Нам обоим, мне и Арту, так понравился Латинский квартал, что мы гуляли там дважды. Первый раз, выполняя обязательный пункт туристической программы. А во второй пришли из-за острого желания увидеть эти улицы, пройтись по ним еще раз. Как верно замечает книжечка-путеводитель, Латинский квартал не похож на другие районы Парижа. Здесь особый дух, особая атмосфера. Это район студентов и интеллектуалов, учебных заведений и книжных магазинов. Далее книжечка пишет, что в Латинском квартале всегда оживленно, допоздна открыты кафе и рестораны, много народа. Гм, а где в Париже, хотела бы я знать, в туристических местах, равных Латинскому кварталу, не то же самое? Париж вообще производит впечатление города, где ночная жизнь, если и не превосходит по интенсивности жизнь дневную, то уж точно является ей равной. Всё в огнях, везде народ, открыты и магазины, и кафе, и рестораны, царит невероятное оживление – жизнь бьет ключом! Вот ночной Париж.

Латинский квартал очень пришелся по душе Арту, т.к. там есть его любимые развалины – остатки бань и амфитеатр римской эпохи. А нам обоим, т.к. там много маленьких, очаровательных книжных магазинчиков. В некоторых из них есть книги и на английском, и на русском. Последние очень любопытно было держать в руках. Стенды с книгами, как с какими-нибудь овощами-фруктами, выставлены на улице, рядом с магазином. Можно и за столик присесть с чашечкой кофе, посидеть, полистать, почитать.

В последний день, когда стало ясно, что по разным обстоятельствам мы не попадаем ни в один из знаменитых парижских магазинов, мы едем на прекрасный блошиный рынок Клиньянкур.

Рынок этот тоже фигурировал в моем списке как крайне желательный объект для посещения. Ничто не может сравниться с походом на блошиный рынок. Что в Москве, что в Париже, я иду по нему, и вот она, история, вся перед глазами. Как и в Москве, продаются прекрасные, безумно дорогие вещи, достойные музеев. Как и в Москве, залежи и россыпи антикварного хлама, нуждающегося в реставрации, ждущего хозяйских, умелых рук.

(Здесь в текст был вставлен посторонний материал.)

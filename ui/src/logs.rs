//! Logging to the javascript console.

use tracing_subscriber::{EnvFilter, prelude::*};
use tracing_web::MakeWebConsoleWriter;

/// Initialize logging
pub fn init_logging() {
    let env_filter = EnvFilter::new("error,ui=debug");

    let fmt_layer = tracing_subscriber::fmt::layer()
        .with_line_number(true)
        .with_ansi(false) // Only partially supported across browsers
        .without_time() // std::time is not available in browsers
        .with_writer(MakeWebConsoleWriter::new().with_pretty_level())
        .with_level(false);

    tracing_subscriber::registry()
        .with(env_filter)
        .with(fmt_layer)
        .init();

    tracing::info!("Initialized logs");
}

Арт равнодушен к антикварным рынкам, если это не касается книг. А я очень люблю! Я бы бродила там часами! И хотя наше время было ограничено, я не прельстилась покупкой какой-нибудь ненужной, пусть и антикварной, пусть и французской, вещи. Я нашла таки колокольчик, думаю, старинный. По идее, нового там не должны продавать. А пребываю в неуверенности из-за того, что божий одуванчик-продавщица не знала ни слова по-английски. И в нашем убогом разговорнике я смогла найти только фразу "Год рождения", адресуя ее, понятно, не бабушке-продавщице, а колокольчику. Увы, божьему одуванчику дата изготовления замечательного колокольчика известна не была. А замечателен он тем, что, во-первых, представляет фигурки двоих людей. И в каждой фигурке-колокольчике – свой язык. Во-вторых, он бронзовый, тяжелый. В-третьих, надеюсь, что старинный. В мой каталог колокольчик пошел под названием "Чудная парочка".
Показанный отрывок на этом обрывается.